[Source data]
↓↓↓

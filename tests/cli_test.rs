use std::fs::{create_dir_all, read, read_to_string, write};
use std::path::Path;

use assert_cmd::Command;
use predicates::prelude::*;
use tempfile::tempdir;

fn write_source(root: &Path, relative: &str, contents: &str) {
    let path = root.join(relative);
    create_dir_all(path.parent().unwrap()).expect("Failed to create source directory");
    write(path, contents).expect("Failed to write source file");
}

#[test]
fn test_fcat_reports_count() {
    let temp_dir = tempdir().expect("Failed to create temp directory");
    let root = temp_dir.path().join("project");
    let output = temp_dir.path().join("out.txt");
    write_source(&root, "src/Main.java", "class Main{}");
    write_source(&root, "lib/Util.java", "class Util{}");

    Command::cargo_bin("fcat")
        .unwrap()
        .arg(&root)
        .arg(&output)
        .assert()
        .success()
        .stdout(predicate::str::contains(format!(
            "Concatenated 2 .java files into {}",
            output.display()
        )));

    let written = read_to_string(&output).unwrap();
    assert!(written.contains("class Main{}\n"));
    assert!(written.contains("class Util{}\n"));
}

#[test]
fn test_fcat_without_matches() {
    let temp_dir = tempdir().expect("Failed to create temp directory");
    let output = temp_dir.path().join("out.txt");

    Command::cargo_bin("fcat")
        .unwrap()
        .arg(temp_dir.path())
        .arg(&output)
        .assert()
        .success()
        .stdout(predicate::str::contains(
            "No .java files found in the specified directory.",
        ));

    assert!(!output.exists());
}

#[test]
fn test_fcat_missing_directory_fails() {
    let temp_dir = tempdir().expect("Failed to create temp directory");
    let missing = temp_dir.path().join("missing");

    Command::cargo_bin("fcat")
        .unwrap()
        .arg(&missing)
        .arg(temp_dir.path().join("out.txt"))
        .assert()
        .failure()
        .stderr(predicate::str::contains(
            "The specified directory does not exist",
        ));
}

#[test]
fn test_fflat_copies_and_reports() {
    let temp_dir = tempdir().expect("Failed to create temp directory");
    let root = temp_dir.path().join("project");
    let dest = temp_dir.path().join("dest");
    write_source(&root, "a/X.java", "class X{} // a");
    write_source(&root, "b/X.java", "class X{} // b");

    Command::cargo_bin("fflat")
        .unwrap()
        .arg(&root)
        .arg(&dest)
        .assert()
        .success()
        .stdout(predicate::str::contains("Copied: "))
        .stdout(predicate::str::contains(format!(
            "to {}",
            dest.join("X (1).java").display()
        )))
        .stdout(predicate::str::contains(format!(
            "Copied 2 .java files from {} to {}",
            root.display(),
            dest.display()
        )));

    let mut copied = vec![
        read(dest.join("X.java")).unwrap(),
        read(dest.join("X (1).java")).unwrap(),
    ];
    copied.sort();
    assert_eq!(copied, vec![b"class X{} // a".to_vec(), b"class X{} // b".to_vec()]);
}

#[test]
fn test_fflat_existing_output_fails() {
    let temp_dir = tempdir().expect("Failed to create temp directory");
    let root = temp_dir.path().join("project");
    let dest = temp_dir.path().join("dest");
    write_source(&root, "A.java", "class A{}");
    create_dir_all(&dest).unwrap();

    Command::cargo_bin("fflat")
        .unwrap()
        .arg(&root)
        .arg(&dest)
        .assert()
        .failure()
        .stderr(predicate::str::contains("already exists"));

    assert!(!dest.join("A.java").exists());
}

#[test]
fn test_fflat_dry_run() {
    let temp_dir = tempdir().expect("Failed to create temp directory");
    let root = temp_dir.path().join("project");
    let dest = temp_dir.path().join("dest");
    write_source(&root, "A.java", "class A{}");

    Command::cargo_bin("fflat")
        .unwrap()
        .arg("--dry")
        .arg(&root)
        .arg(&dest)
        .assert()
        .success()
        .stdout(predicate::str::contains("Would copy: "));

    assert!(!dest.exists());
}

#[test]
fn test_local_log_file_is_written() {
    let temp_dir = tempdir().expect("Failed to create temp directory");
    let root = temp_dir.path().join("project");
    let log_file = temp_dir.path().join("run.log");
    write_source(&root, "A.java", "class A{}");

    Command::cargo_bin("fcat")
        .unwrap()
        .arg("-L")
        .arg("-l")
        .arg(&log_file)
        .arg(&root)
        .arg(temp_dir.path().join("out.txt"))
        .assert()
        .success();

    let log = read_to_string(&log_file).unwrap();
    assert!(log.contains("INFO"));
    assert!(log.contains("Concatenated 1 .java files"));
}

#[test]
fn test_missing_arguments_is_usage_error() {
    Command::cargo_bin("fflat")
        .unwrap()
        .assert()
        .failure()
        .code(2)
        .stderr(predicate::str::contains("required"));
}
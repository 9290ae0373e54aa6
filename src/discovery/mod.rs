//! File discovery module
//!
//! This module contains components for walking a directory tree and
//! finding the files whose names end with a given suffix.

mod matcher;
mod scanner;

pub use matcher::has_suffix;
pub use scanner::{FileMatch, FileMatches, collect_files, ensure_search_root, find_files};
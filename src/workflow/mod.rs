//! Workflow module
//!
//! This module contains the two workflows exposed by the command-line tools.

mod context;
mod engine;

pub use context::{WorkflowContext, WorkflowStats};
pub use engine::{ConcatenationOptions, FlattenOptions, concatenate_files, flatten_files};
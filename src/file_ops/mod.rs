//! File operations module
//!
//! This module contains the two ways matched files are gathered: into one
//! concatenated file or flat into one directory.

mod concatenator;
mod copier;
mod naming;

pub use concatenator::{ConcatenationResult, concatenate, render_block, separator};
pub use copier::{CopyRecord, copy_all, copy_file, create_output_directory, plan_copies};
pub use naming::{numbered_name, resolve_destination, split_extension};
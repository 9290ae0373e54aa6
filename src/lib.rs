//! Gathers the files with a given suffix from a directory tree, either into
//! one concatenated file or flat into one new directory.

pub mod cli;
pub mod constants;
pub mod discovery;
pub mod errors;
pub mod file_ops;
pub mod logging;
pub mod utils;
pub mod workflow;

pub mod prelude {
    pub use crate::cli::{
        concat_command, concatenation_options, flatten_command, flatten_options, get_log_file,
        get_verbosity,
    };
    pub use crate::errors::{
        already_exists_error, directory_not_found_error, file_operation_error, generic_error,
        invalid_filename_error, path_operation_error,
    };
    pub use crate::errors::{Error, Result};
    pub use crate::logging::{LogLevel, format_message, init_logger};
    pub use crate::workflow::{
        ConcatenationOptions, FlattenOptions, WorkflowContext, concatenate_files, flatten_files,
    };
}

↑↑↑

What is required: Look through the entries above. Extract each line with the word "from".

Response to the exercise:
            "Copied 2 .java files from {} to {}",
//! Gathers the files with a given suffix from a directory tree, either into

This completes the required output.